Te wszystkie groteskowe wizje nieba i piekła które nam wpajano od dzieciństwa nie są tymi jedynymi obrazami życia po życiu :)
Bardziej rzeczywisty obraz ukazuje dr. Michael Newton w swojej książce "Dzieje dusz". Są tam relacje osób poddanych regresji hipnotycznej, czyli cofniętych świadomością do czasu z przed narodzin, warto przeczytać chociażby dla wyrobienia sobie innego punktu widzenia na życie po śmierci (książkę można ściągnąć z netu)

_________________
Nie wierzę w Boga którego istnienia można by dowieść


Cz paź 14, 2010 14:27
Zobacz profil
Avatar użytkownika

Dołączył(a): Wt mar 31, 2009 4:54
Posty: 1993
Post Re: Sens chrztu niemowlat
Zacząłem czytać ale początek był odrzucający.
"Czy obawiamy się śmierci? Czy zastanawiamy się nad tym, co się stanie po naszej śmierci? Czy jest możliwe, że posiadamy duszę pochodzącą z innego wymiaru, która wróci tam po śmierci ciała, czy są to tylko pobożne życzenia, wywołane naszym lękiem?"
Jak będę miał czas w łikend to dokończę. Tak ogólnie to nie dla mnie. Nie mam takich dylematów.


Cz paź 14, 2010 15:22
Zobacz profil

Dołączył(a): Pt paź 15, 2010 15:02
Posty: 3
Post Re: Sens chrztu niemowlat
To budzi wielką wątpliwość. Zaklepać sobie siebie jako wyznawcę: bez wględu na to jakim będę w przyszłości. Dla samej liczby.

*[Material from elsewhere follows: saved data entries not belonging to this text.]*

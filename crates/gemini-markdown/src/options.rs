//! Configuration options for extraction

use std::time::Duration;

/// Default deadline for revealing collapsed thought panels
pub const DEFAULT_EXPAND_TIMEOUT: Duration = Duration::from_millis(8000);

/// Default delay between readiness checks while panels render
pub const DEFAULT_POLL_INTERVAL: Duration = Duration::from_millis(100);

/// Options for [`crate::Extractor`]
#[derive(Debug, Clone, Copy, PartialEq, Eq)]
pub struct ExtractOptions {
    /// How long to wait for disclosure panels to render their content.
    /// Zero skips the wait entirely.
    pub expand_timeout: Duration,

    /// Delay between readiness checks
    pub poll_interval: Duration,
}

impl ExtractOptions {
    pub fn with_expand_timeout(mut self, timeout: Duration) -> Self {
        self.expand_timeout = timeout;
        self
    }

    pub fn with_poll_interval(mut self, interval: Duration) -> Self {
        self.poll_interval = interval;
        self
    }
}

impl Default for ExtractOptions {
    fn default() -> Self {
        Self {
            expand_timeout: DEFAULT_EXPAND_TIMEOUT,
            poll_interval: DEFAULT_POLL_INTERVAL,
        }
    }
}
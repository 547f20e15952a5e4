//! Node visitor: maps one node of a Gemini response to a Markdown fragment.
//!
//! The visit is a pure recursive function over the tree. Element handling
//! dispatches on the lowercase tag name; anything not listed below passes
//! through transparently by concatenating its children.
//!
//! Plain text is emitted exactly as found. Markdown control characters in
//! prose are not escaped, so a literal `*` may be read as emphasis by a
//! renderer.

use once_cell::sync::Lazy;
use scraper::{Node, Selector};

use crate::list;
use crate::node::{Document, NodeId};
use crate::utilities::flatten_line_breaks;

static CODE_LANGUAGE: Lazy<Selector> =
    Lazy::new(|| Selector::parse(".code-block-decoration span").unwrap());
static CODE_CONTAINER: Lazy<Selector> = Lazy::new(|| Selector::parse(".code-container").unwrap());

/// Convert `node` and its subtree to Markdown
pub fn visit(doc: &Document, node: NodeId) -> String {
    let tag = match doc.value(node) {
        Node::Text(text) => return text.to_string(),
        Node::Element(element) => element.name(),
        _ => return String::new(),
    };

    match tag {
        "code-block" => code_block(doc, node),
        "b" | "strong" => format!("**{}**", visit_children(doc, node)),
        "i" | "em" => format!("*{}*", visit_children(doc, node)),
        // Raw text, so nothing inside the span is converted twice
        "code" => format!("`{}`", doc.text_content(node)),
        "a" => link(doc, node),
        "p" => paragraph(doc, node),
        "br" => "\n".to_string(),
        "h1" | "h2" | "h3" | "h4" | "h5" | "h6" => heading(doc, node, tag),
        "hr" => "\n---\n\n".to_string(),
        "li" => list_item(doc, node),
        "ul" | "ol" => format!("{}\n", visit_children(doc, node)),
        "table" => table(doc, node),
        "table-block" => format!("{}\n\n", visit_children(doc, node).trim_end()),
        _ => visit_children(doc, node),
    }
}

/// Concatenate the fragments of all children
fn visit_children(doc: &Document, node: NodeId) -> String {
    doc.children(node).map(|child| visit(doc, child)).collect()
}

fn code_block(doc: &Document, node: NodeId) -> String {
    let language = doc
        .select_first(node, &CODE_LANGUAGE)
        .map(|n| doc.text_content(n))
        .unwrap_or_default();
    let code = doc
        .select_first(node, &CODE_CONTAINER)
        .map(|n| doc.text_content(n))
        .unwrap_or_default();

    format!("\n```{}\n{}\n```\n\n", language, code)
}

fn link(doc: &Document, node: NodeId) -> String {
    let href = doc
        .attr(node, "href")
        .filter(|href| !href.is_empty())
        .unwrap_or("#");
    format!("[{}]({})", doc.text_content(node), href)
}

fn paragraph(doc: &Document, node: NodeId) -> String {
    // Inside a list item a blank line would end the item
    let suffix = if doc.closest(node, "li").is_some() {
        "\n"
    } else {
        "\n\n"
    };
    format!("{}{}", visit_children(doc, node), suffix)
}

fn heading(doc: &Document, node: NodeId, tag: &str) -> String {
    let level: usize = tag[1..].parse().unwrap_or(1);
    format!("{} {}\n\n", "#".repeat(level), visit_children(doc, node))
}

fn list_item(doc: &Document, node: NodeId) -> String {
    format!(
        "{}{}{}\n",
        list::indent(doc, node),
        list::marker(doc, node),
        visit_children(doc, node).trim()
    )
}

fn table(doc: &Document, node: NodeId) -> String {
    let rows: Vec<Vec<String>> = table_rows(doc, node)
        .into_iter()
        .map(|row| {
            doc.element_children(row)
                .filter(|&cell| matches!(doc.tag_name(cell), "th" | "td"))
                .map(|cell| table_cell(doc, cell))
                .collect()
        })
        .collect();

    let width = rows.iter().map(Vec::len).max().unwrap_or(0);
    if width == 0 {
        return String::new();
    }

    let mut lines = Vec::with_capacity(rows.len() + 1);
    for (i, row) in rows.iter().enumerate() {
        lines.push(table_row(row, width));
        if i == 0 {
            lines.push(format!("|{}", " --- |".repeat(width)));
        }
    }

    format!("\n{}\n\n", lines.join("\n"))
}

/// `tr` elements directly under the table or under its row groups
fn table_rows(doc: &Document, table: NodeId) -> Vec<NodeId> {
    let mut rows = Vec::new();
    for child in doc.element_children(table) {
        match doc.tag_name(child) {
            "tr" => rows.push(child),
            "thead" | "tbody" | "tfoot" => rows.extend(
                doc.element_children(child)
                    .filter(|&row| doc.tag_name(row) == "tr"),
            ),
            _ => {}
        }
    }
    rows
}

fn table_cell(doc: &Document, cell: NodeId) -> String {
    flatten_line_breaks(visit_children(doc, cell).trim())
        .trim()
        .replace('|', "\\|")
}

fn table_row(cells: &[String], width: usize) -> String {
    let padded: Vec<&str> = cells
        .iter()
        .map(String::as_str)
        .chain(std::iter::repeat(""))
        .take(width)
        .collect();
    format!("| {} |", padded.join(" | "))
}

To stwarza ryzyko: nierozponania PO OWOCACH. A o ile wiem, ta BRAMA, którą kiedyś otworzy Jezus i jego Ojciec, będzie otwarta dla NIELICZNYCH. Czy to znaczy, że większość WIERZĄCYCH dostanie żółtą kartkę???


Pt paź 15, 2010 16:24
Zobacz profil
Avatar użytkownika

Dołączył(a): Pt lis 27, 2009 14:07
Posty: 8227
Post Re: Sens chrztu niemowlat
nieateista napisał(a):
ta BRAMA, którą kiedyś otworzy Jezus i jego Ojciec, będzie otwarta dla NIELICZNYCH.
Jezus jest bramą dla owiec (J 10:7).
nieateista napisał(a):
Czy to znaczy, że większość WIERZĄCYCH dostanie żółtą kartkę???
Nie żółtą tylko czerwoną.
Zależy też co masz na myśli pisząc wierzących.

_________________
The first to plead is adjudged to be upright,
until the next comes and cross-examines him.

(Proverbs 18:17)

Słuszna decyzja podjęta z niesłusznych powodów może nie być słuszna.
(Weatherby Swann)

Ciemny lut to skupi.
(Bardzo Wielki Elektronik)


Pt paź 15, 2010 16:58
Zobacz profil

Dołączył(a): Pt paź 15, 2010 15:02
Posty: 3
Post Re: Sens chrztu niemowlat
To już inna "para kaloszy". Ważne jest to, że większość tzw. wierzących chyba pójdzie z kwitkiem. Ciekawe ilu???
Inna ciekawa kwestia: Ilu tzw. wierzących zadaje sobie to podstawowe pytanie - Czy ja zostanę przepuszczony przez tę wąską bramę? Bo przecież większość z tych, którzy sobie tego pytania nie zadają a wierzą, a wydaje im się, że wierzą zostanie odprawiona: Nie znam was


Pt paź 15, 2010 18:12
Zobacz profil
Avatar użytkownika

Dołączył(a): Pn kwi 14, 2008 14:00
Posty: 1909
Post Re: Sens chrztu niemowlat
Marek MRB napisał(a):
arcana85 napisał(a):
1. Przymierze zostało zawarte z całym narodem Izraelskim pod górą Synaj w ściśle określonym momencie historycznym. Każdy żyd z osobna, personalnie nie zawierał tego przymierza.
Dokładnie tak jak z jezusowym Przymierzem - zostało zawarte na Golgocie a my tylko przystępujemy do niego przez chrzest.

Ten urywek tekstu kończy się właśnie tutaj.